Characteristic polynomial of $\overline{\mathcal{M}}_{0,n}$ and log-concavity

TL;DR

This paper introduces a characteristic polynomial for symmetric group representations, explores its properties in geometric contexts, and demonstrates asymptotic log-concavity in the cohomology of moduli spaces of pointed rational curves.

Contribution

It generalizes the characteristic polynomial concept to symmetric functions and representations, and proves asymptotic log-concavity for specific geometric cases.

Findings

Coefficients of the characteristic polynomial tend to be log-concave when arising from geometry.

Asymptotic formulas for the characteristic polynomial of moduli space cohomology are established.
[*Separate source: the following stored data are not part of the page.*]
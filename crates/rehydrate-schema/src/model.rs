use indexmap::IndexMap;
use rehydrate_value::AttributeSource;
use serde::{Deserialize, Deserializer, Serialize, Serializer};
use serde_json::{Map as JsonMap, Value as JsonValue};
use std::{fmt, sync::Arc};

/// Attribute names starting with this prefix carry schema metadata and are never traversed.
pub const METADATA_PREFIX: char = '$';

/// Attribute read from union values when no discriminator is configured.
pub const DEFAULT_DISCRIMINATOR: &str = "type";

/// Marker the normalizer writes on union references (`{"id": 1, "schema": "post"}`).
pub const UNION_SCHEMA_MARKER: &str = "schema";

const TAG_ENTITY: &str = "$entity";
const TAG_COLLECTION: &str = "$collection";
const TAG_LIST: &str = "$list";
const TAG_VALUES: &str = "$values";
const TAG_UNION: &str = "$union";
const TAG_DISCRIMINATOR: &str = "$discriminator";

pub fn is_metadata_key(name: &str) -> bool {
    name.starts_with(METADATA_PREFIX)
}

/// A schema node.
#[derive(Debug, Clone)]
pub enum Schema {
    Entity(EntityRef),
    Collection(CollectionSchema),
    Union(UnionSchema),
    Plain(PlainSchema),
    /// Terminal node; values under it pass through untouched.
    Leaf,
}

#[derive(Debug, Clone, Copy, PartialEq, Eq)]
pub enum SchemaKind {
    Entity,
    Collection,
    Union,
    Plain,
    Leaf,
}

/// Reference to an entity type registered in a [`crate::SchemaIndex`].
#[derive(Debug, Clone, PartialEq, Eq)]
pub struct EntityRef {
    pub key: String,
}

/// Ordered or keyed collection; the value's own shape decides which.
#[derive(Debug, Clone)]
pub struct CollectionSchema {
    pub items: Box<Schema>,
}

#[derive(Debug, Clone)]
pub struct UnionSchema {
    pub members: IndexMap<String, Schema>,
    pub discriminator: Discriminator,
}

#[derive(Debug, Clone, Default)]
pub struct PlainSchema {
    pub attributes: IndexMap<String, Schema>,
}

pub type DiscriminatorFn = Arc<dyn Fn(&dyn AttributeSource) -> Option<String> + Send + Sync>;

/// How a union value names the member schema that applies to it.
#[derive(Clone)]
pub enum Discriminator {
    Attribute(String),
    Accessor(DiscriminatorFn),
}

impl Schema {
    pub fn entity(key: impl Into<String>) -> Self {
        Schema::Entity(EntityRef { key: key.into() })
    }

    pub fn collection(items: Schema) -> Self {
        Schema::Collection(CollectionSchema {
            items: Box::new(items),
        })
    }

    pub fn union<K, I>(members: I, discriminator: impl Into<String>) -> Self
    where
        K: Into<String>,
        I: IntoIterator<Item = (K, Schema)>,
    {
        Schema::Union(UnionSchema::new(members, discriminator))
    }

    pub fn plain<K, I>(attributes: I) -> Self
    where
        K: Into<String>,
        I: IntoIterator<Item = (K, Schema)>,
    {
        Schema::Plain(PlainSchema {
            attributes: attributes
                .into_iter()
                .map(|(name, schema)| (name.into(), schema))
                .collect(),
        })
    }

    pub fn kind(&self) -> SchemaKind {
        match self {
            Schema::Entity(_) => SchemaKind::Entity,
            Schema::Collection(_) => SchemaKind::Collection,
            Schema::Union(_) => SchemaKind::Union,
            Schema::Plain(_) => SchemaKind::Plain,
            Schema::Leaf => SchemaKind::Leaf,
        }
    }

    /// Classifies a JSON schema document.
    ///
    /// Objects carrying a recognised tag become entity, collection or union nodes. Every other
    /// object is a plain structure whose non-metadata keys are nested schemas, and anything that
    /// is not an object is a leaf.
    pub fn from_json(value: &JsonValue) -> Schema {
        let JsonValue::Object(map) = value else {
            return Schema::Leaf;
        };
        if let Some(JsonValue::String(key)) = map.get(TAG_ENTITY) {
            return Schema::entity(key.as_str());
        }
        for tag in [TAG_COLLECTION, TAG_LIST, TAG_VALUES] {
            if let Some(items) = map.get(tag) {
                return Schema::collection(Schema::from_json(items));
            }
        }
        if let Some(JsonValue::Object(members)) = map.get(TAG_UNION) {
            let discriminator = match map.get(TAG_DISCRIMINATOR) {
                Some(JsonValue::String(attribute)) => attribute.clone(),
                _ => DEFAULT_DISCRIMINATOR.to_string(),
            };
            return Schema::union(
                members
                    .iter()
                    .map(|(name, member)| (name.as_str(), Schema::from_json(member))),
                discriminator,
            );
        }
        Schema::plain(
            map.iter()
                .filter(|(name, _)| !is_metadata_key(name))
                .map(|(name, nested)| (name.as_str(), Schema::from_json(nested))),
        )
    }

    /// Renders the node back into its JSON document form. Accessor discriminators have no
    /// document form and yield `None`.
    pub fn to_json(&self) -> Option<JsonValue> {
        let mut out = JsonMap::new();
        match self {
            Schema::Leaf => return Some(JsonValue::Null),
            Schema::Entity(reference) => {
                out.insert(TAG_ENTITY.into(), JsonValue::String(reference.key.clone()));
            }
            Schema::Collection(collection) => {
                out.insert(TAG_COLLECTION.into(), collection.items.to_json()?);
            }
            Schema::Union(union) => {
                let Discriminator::Attribute(attribute) = &union.discriminator else {
                    return None;
                };
                let mut members = JsonMap::new();
                for (name, member) in &union.members {
                    members.insert(name.clone(), member.to_json()?);
                }
                out.insert(TAG_UNION.into(), JsonValue::Object(members));
                out.insert(
                    TAG_DISCRIMINATOR.into(),
                    JsonValue::String(attribute.clone()),
                );
            }
            Schema::Plain(plain) => {
                for (name, nested) in &plain.attributes {
                    out.insert(name.clone(), nested.to_json()?);
                }
            }
        }
        Some(JsonValue::Object(out))
    }
}

impl UnionSchema {
    pub fn new<K, I>(members: I, discriminator: impl Into<String>) -> Self
    where
        K: Into<String>,
        I: IntoIterator<Item = (K, Schema)>,
    {
        UnionSchema {
            members: members
                .into_iter()
                .map(|(name, schema)| (name.into(), schema))
                .collect(),
            discriminator: Discriminator::Attribute(discriminator.into()),
        }
    }

    pub fn with_accessor<F>(mut self, accessor: F) -> Self
    where
        F: Fn(&dyn AttributeSource) -> Option<String> + Send + Sync + 'static,
    {
        self.discriminator = Discriminator::Accessor(Arc::new(accessor));
        self
    }

    /// Member key for `value`: the configured discriminator first, then the normalizer's
    /// `schema` marker.
    pub fn member_key(&self, value: &dyn AttributeSource) -> Option<MemberKey> {
        let configured = match &self.discriminator {
            Discriminator::Attribute(attribute) => value
                .attribute_id(attribute)
                .map(|id| id.into_string()),
            Discriminator::Accessor(accessor) => accessor(value),
        };
        if let Some(name) = configured {
            return Some(MemberKey::Discriminator(name));
        }
        value
            .attribute_id(UNION_SCHEMA_MARKER)
            .map(|id| MemberKey::Marker(id.into_string()))
    }

    pub fn member(&self, key: &str) -> Option<&Schema> {
        self.members.get(key)
    }
}

/// Member selected for a union value, tagged by where the key was read.
#[derive(Debug, Clone, PartialEq, Eq)]
pub enum MemberKey {
    /// Read through the configured discriminator; the value is the member entity itself.
    Discriminator(String),
    /// Read from the `schema` marker; the value only references a stored entity.
    Marker(String),
}

impl MemberKey {
    pub fn name(&self) -> &str {
        match self {
            MemberKey::Discriminator(name) | MemberKey::Marker(name) => name,
        }
    }

    pub fn is_reference(&self) -> bool {
        matches!(self, MemberKey::Marker(_))
    }
}

impl fmt::Debug for Discriminator {
    fn fmt(&self, f: &mut fmt::Formatter<'_>) -> fmt::Result {
        match self {
            Discriminator::Attribute(attribute) => {
                f.debug_tuple("Attribute").field(attribute).finish()
            }
            Discriminator::Accessor(_) => f.write_str("Accessor(<fn>)"),
        }
    }
}

impl From<EntityRef> for Schema {
    fn from(value: EntityRef) -> Self {
        Schema::Entity(value)
    }
}

impl Serialize for Schema {
    fn serialize<S>(&self, serializer: S) -> Result<S::Ok, S::Error>
    where
        S: Serializer,
    {
        self.to_json()
            .ok_or_else(|| {
                serde::ser::Error::custom("union discriminator accessors cannot be serialized")
            })?
            .serialize(serializer)
    }
}

impl<'de> Deserialize<'de> for Schema {
    fn deserialize<D>(deserializer: D) -> Result<Self, D::Error>
    where
        D: Deserializer<'de>,
    {
        JsonValue::deserialize(deserializer).map(|value| Schema::from_json(&value))
    }
}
Asymptotic log-concavity is proven for the cohomology of the moduli space of pointed rational curves.

Abstract

Motivated by Stanley's generalization of the chromatic polynomial of a graph to the chromatic symmetric function, we introduce the characteristic polynomial of a representation of the symmetric group, or more generally, of a symmetric function. When the representation arises from geometry, the coefficients of its characteristic polynomial tend to form a log-concave sequence. To illustrate, we investigate explicit examples, including the $n$-fold products of the projective spaces, the GIT moduli spaces of points on $\mathbb{P}^1$ and Hessenberg varieties. Our main focus lies on the cohomology of the moduli space of pointed rational curves, for which we prove asymptotic formulas of its characteristic polynomial and establish asymptotic log-concavity.